- Opening Delimiter -

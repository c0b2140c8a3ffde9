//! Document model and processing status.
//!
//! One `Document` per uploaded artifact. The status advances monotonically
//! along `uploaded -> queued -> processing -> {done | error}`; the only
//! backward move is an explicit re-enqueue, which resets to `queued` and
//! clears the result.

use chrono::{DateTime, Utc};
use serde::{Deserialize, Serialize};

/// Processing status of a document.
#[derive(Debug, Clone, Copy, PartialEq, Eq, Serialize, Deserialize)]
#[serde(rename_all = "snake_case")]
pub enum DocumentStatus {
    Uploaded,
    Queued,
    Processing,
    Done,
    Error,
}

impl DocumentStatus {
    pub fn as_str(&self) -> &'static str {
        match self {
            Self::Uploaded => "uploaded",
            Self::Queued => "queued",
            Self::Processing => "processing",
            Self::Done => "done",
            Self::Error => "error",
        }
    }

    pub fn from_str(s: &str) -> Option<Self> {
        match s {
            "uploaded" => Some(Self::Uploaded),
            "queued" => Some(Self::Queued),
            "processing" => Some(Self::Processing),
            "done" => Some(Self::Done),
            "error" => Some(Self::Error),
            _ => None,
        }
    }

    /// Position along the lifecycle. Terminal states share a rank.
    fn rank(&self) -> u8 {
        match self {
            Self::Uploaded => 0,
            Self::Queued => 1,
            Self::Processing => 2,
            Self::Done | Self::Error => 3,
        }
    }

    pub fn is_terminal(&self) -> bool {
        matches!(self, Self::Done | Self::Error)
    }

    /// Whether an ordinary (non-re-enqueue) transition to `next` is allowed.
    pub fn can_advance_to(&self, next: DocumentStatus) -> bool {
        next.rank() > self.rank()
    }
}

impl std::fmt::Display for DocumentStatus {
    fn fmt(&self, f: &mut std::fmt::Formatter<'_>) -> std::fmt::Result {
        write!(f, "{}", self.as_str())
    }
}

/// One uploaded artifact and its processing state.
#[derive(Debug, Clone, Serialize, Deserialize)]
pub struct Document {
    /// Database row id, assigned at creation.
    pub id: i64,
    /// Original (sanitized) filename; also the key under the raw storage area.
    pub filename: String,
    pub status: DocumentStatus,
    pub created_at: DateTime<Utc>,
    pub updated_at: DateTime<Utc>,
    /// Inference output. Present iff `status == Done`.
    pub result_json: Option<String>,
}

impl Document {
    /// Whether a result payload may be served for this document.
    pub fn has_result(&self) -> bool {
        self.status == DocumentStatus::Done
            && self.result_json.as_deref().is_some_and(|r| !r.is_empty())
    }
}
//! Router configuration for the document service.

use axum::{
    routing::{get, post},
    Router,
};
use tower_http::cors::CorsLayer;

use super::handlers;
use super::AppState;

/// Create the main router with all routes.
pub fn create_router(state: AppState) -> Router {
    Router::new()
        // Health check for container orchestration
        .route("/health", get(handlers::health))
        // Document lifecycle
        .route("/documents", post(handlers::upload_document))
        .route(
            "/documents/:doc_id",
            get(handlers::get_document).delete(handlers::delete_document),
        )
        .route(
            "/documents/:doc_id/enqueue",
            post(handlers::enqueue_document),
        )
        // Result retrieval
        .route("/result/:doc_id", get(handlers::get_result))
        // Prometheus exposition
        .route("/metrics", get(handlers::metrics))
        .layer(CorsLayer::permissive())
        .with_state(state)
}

- Closing Delimiter -

**Task to carry out**
Restate the records above in full, keeping each line exactly as it stands.

**Response**
repository c0b2140c8a3ffde9
//! Document model and processing status.
//!
//! One `Document` per uploaded artifact. The status advances monotonically
//! along `uploaded -> queued -> processing -> {done | error}`; the only
//! backward move is an explicit re-enqueue, which resets to `queued` and
//! clears the result.

use chrono::{DateTime, Utc};
use serde::{Deserialize, Serialize};

/// Processing status of a document.
#[derive(Debug, Clone, Copy, PartialEq, Eq, Serialize, Deserialize)]
#[serde(rename_all = "snake_case")]
pub enum DocumentStatus {
    Uploaded,
    Queued,
    Processing,
    Done,
    Error,
}

impl DocumentStatus {
    pub fn as_str(&self) -> &'static str {
        match self {
            Self::Uploaded => "uploaded",
            Self::Queued => "queued",
            Self::Processing => "processing",
            Self::Done => "done",
            Self::Error => "error",
        }
    }

    pub fn from_str(s: &str) -> Option<Self> {
        match s {
            "uploaded" => Some(Self::Uploaded),
            "queued" => Some(Self::Queued),
            "processing" => Some(Self::Processing),
            "done" => Some(Self::Done),
            "error" => Some(Self::Error),
            _ => None,
        }
    }

    /// Position along the lifecycle. Terminal states share a rank.
    fn rank(&self) -> u8 {
        match self {
            Self::Uploaded => 0,
            Self::Queued => 1,
            Self::Processing => 2,
            Self::Done | Self::Error => 3,
        }
    }

    pub fn is_terminal(&self) -> bool {
        matches!(self, Self::Done | Self::Error)
    }

    /// Whether an ordinary (non-re-enqueue) transition to `next` is allowed.
    pub fn can_advance_to(&self, next: DocumentStatus) -> bool {
        next.rank() > self.rank()
    }
}

impl std::fmt::Display for DocumentStatus {
    fn fmt(&self, f: &mut std::fmt::Formatter<'_>) -> std::fmt::Result {
        write!(f, "{}", self.as_str())
    }
}

/// One uploaded artifact and its processing state.
#[derive(Debug, Clone, Serialize, Deserialize)]
pub struct Document {
    /// Database row id, assigned at creation.
    pub id: i64,
    /// Original (sanitized) filename; also the key under the raw storage area.
    pub filename: String,
    pub status: DocumentStatus,
    pub created_at: DateTime<Utc>,
    pub updated_at: DateTime<Utc>,
    /// Inference output. Present iff `status == Done`.
    pub result_json: Option<String>,
}

impl Document {
    /// Whether a result payload may be served for this document.
    pub fn has_result(&self) -> bool {
        self.status == DocumentStatus::Done
            && self.result_json.as_deref().is_some_and(|r| !r.is_empty())
    }
}
//! Router configuration for the document service.

use axum::{
    routing::{get, post},
    Router,
};
use tower_http::cors::CorsLayer;

use super::handlers;
use super::AppState;

/// Create the main router with all routes.
pub fn create_router(state: AppState) -> Router {
    Router::new()
        // Health check for container orchestration
        .route("/health", get(handlers::health))
        // Document lifecycle
        .route("/documents", post(handlers::upload_document))
        .route(
            "/documents/:doc_id",
            get(handlers::get_document).delete(handlers::delete_document),
        )
        .route(
            "/documents/:doc_id/enqueue",
            post(handlers::enqueue_document),
        )
        // Result retrieval
        .route("/result/:doc_id", get(handlers::get_result))
        // Prometheus exposition
        .route("/metrics", get(handlers::metrics))
        .layer(CorsLayer::permissive())
        .with_state(state)
}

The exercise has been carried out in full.